I take with a grain of salt Carl's statement which implies the  
benevolence of an imperial early Christianity:

> …Xy has generally been syncretistic in that sense.  As one of
> the patristic writers put it, 'anima naturaliter christiana'
> -- human nature is naturally Christian -- and so should
> include what is best in human achievement.

The final destruction of the ancient Library at Alexandria, a pagan  
marvel, is a major instance which belies the benevolent syncretism of  
the early church. This library, harboring much of the knowledge of  
the ancient world, had to be destroyed because all aspects of  
paganism were considered abominable. Christianity, like other  
conquering creeds, not only borrowed from the past, but destroyed  
much (of value) from the past. Quoting Micropedia:

…In the late 4th century, persecution of pagans by Christians had  
reached new levels of intensity. Temples and statues were destroyed  
throughout the Roman Empire, pagan rituals forbidden under punishment  
of death, and libraries closed. In 391, Emperor Theodosius ordered  
the destruction of all pagan temples, and Patriarch Theophilus of  
Alexandria complied with this request.…

The knowledge lost was only slowly regained in the late middle ages,  
mainly by transmission from the Arabic world.

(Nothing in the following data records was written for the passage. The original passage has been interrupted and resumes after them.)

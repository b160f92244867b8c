// Copyright (c) 2024 Mike Tsao

//! Signal sources that fire on musical time. Both cores compute their firing
//! times arithmetically from the requested [TimeRange], so consecutive,
//! non-overlapping ranges never produce the same firing twice.

use crate::prelude::*;
use serde::{Deserialize, Serialize};

/// Fires forever on a fixed [Subdivision], starting at time zero.
#[derive(Clone, Debug, Default, PartialEq, Serialize, Deserialize)]
#[serde(rename_all = "kebab-case")]
pub struct MetronomeCore {
    interval: Subdivision,
}
impl MetronomeCore {
    #[allow(missing_docs)]
    pub fn new_with(interval: Subdivision) -> Self {
        Self { interval }
    }

    #[allow(missing_docs)]
    pub fn interval(&self) -> Subdivision {
        self.interval
    }

    fn emit_in(&self, range: &TimeRange, emissions_fn: &mut EmissionsFn) {
        let step = self.interval.duration().total_units();
        if step == 0 {
            return;
        }
        let end = range.end().total_units();
        let mut t = range.start().total_units().div_ceil(step) * step;
        while t < end {
            emissions_fn(Signal::new_with_frequency(
                MusicalTime::new_with_units(t),
                self.interval,
            ));
            match t.checked_add(step) {
                Some(next) => t = next,
                None => break,
            }
        }
    }
}

/// A short looping sequence of `(offset, note)` steps.
#[derive(Clone, Debug, PartialEq, Serialize, Deserialize)]
#[serde(rename_all = "kebab-case")]
pub struct PatternCore {
    steps: Vec<(MusicalTime, Note)>,
    loop_length: MusicalTime,
}
impl PatternCore {
    /// How many steps a generated pattern has.
    pub const STEP_COUNT: usize = 6;

    /// Generated notes come from the major pentatonic scale on C.
    pub const PITCH_CLASSES: [u8; 5] = [0, 2, 4, 7, 9];

    /// Generated notes come from these octaves.
    pub const OCTAVES: core::ops::RangeInclusive<i8> = 2..=3;

    /// Generates a random one-bar pattern. Each step lands on one of the
    /// first four quarter notes of the bar, nudged by zero to three
    /// sixteenths.
    pub fn new_with_rng(rng: &mut Rng) -> Self {
        let mut steps: Vec<(MusicalTime, Note)> = (0..Self::STEP_COUNT)
            .map(|_| {
                let quarters = rng.rand_inclusive(0, 3) as usize;
                let sixteenths = rng.rand_inclusive(0, 3) as usize;
                let offset = MusicalTime::new(
                    &TimeSignature::COMMON_TIME,
                    0,
                    quarters,
                    sixteenths * Subdivision::Sixteenth.duration().total_parts(),
                    0,
                );
                let pitch_class =
                    Self::PITCH_CLASSES[rng.rand_range(0..Self::PITCH_CLASSES.len() as u64) as usize];
                let octave = rng.rand_inclusive(
                    *Self::OCTAVES.start() as u64,
                    *Self::OCTAVES.end() as u64,
                ) as i8;
                (offset, Note::new_with(pitch_class, octave))
            })
            .collect();
        steps.sort_by_key(|(offset, _)| *offset);
        Self {
            steps,
            loop_length: MusicalTime::FOUR_FOUR_MEASURE,
        }
    }

    /// Builds a pattern from explicit steps. Offsets at or past
    /// `loop_length` never fire.
    pub fn new_with_steps(mut steps: Vec<(MusicalTime, Note)>, loop_length: MusicalTime) -> Self {
        steps.sort_by_key(|(offset, _)| *offset);
        Self { steps, loop_length }
    }

    #[allow(missing_docs)]
    pub fn steps(&self) -> &[(MusicalTime, Note)] {
        &self.steps
    }

    #[allow(missing_docs)]
    pub fn loop_length(&self) -> MusicalTime {
        self.loop_length
    }

    fn emit_in(&self, range: &TimeRange, emissions_fn: &mut EmissionsFn) {
        let length = self.loop_length.total_units();
        if length == 0 || self.steps.is_empty() {
            return;
        }
        let start = range.start().total_units();
        let end = range.end().total_units();
        let mut cycle = start / length;
        while let Some(base) = cycle.checked_mul(length) {
            if base >= end {
                break;
            }
            for (offset, note) in self.steps.iter() {
                if offset.total_units() >= length {
                    continue;
                }
                let Some(t) = base.checked_add(offset.total_units()) else {
                    continue;
                };
                if t >= start && t < end {
                    emissions_fn(Signal::new_with_note(MusicalTime::new_with_units(t), *note));
                }
            }
            cycle += 1;
        }
    }
}

/// What an emitter does when its time comes.
#[derive(Clone, Debug, PartialEq, Serialize, Deserialize)]
#[serde(rename_all = "kebab-case")]
pub enum EmitterBehavior {
    #[allow(missing_docs)]
    Metronome(MetronomeCore),
    #[allow(missing_docs)]
    Pattern(PatternCore),
}

/// The emitter capability of a node.
#[derive(Debug)]
pub struct EmitterCore {
    behavior: EmitterBehavior,

    e: EmitterEphemerals,
}
#[derive(Debug, Default)]
struct EmitterEphemerals {
    time_range: TimeRange,
    is_performing: bool,
}
impl EmitterCore {
    #[allow(missing_docs)]
    pub fn new_with(behavior: EmitterBehavior) -> Self {
        Self {
            behavior,
            e: Default::default(),
        }
    }

    #[allow(missing_docs)]
    pub fn behavior(&self) -> &EmitterBehavior {
        &self.behavior
    }
}
impl Emits for EmitterCore {
    fn update_time_range(&mut self, time_range: &TimeRange) {
        self.e.time_range = time_range.clone();
    }

    fn work(&mut self, emissions_fn: &mut EmissionsFn) {
        if !self.e.is_performing {
            return;
        }
        match &self.behavior {
            EmitterBehavior::Metronome(core) => core.emit_in(&self.e.time_range, emissions_fn),
            EmitterBehavior::Pattern(core) => core.emit_in(&self.e.time_range, emissions_fn),
        }
    }

    fn play(&mut self) {
        self.e.is_performing = true;
    }

    fn stop(&mut self) {
        self.e.is_performing = false;
    }

    fn is_performing(&self) -> bool {
        self.e.is_performing
    }
}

Around the same period, Hypatia, an erudite librarian of the Library,  
had a cruel fate at the hands of Christians: From http:// 
www.astr.ua.edu/4000WS/HYPATIA.html.

Natural Philosopher (355? - 415 CE)

…one of the more romantic figures in science. She was the daughter of  
Theon, a mathematician who taught at the great school at the  
Alexandrine Library. She traveled widely and corresponded with people  
all over the Mediterranean. We know of her only through her letters  
because all of her work was destroyed when the Great Library of  
Alexandia was destroyed.

She taught at the school in the Library in Alexandria, Egypt. Letters  
written and addressed simply to the philosopher were delivered to  
her. She taught mathematics and natural philosophy. She is credited  
with the authorship of three major treatises on geometry and algebra  
and one on astronomy. She invented several tools: an instrument for  
distilling water, an instrument to measure the specific gravity of  
water, an astrolabe and a planisphere.

She died violently. She was dragged to her death by a mob who pulled  
her from her classroom into the streets where they peeled her to  
death with oyster shells.
She wrote that

All formal dogmatic religions are fallacious and must never be  
accepted by self-respecting persons as final.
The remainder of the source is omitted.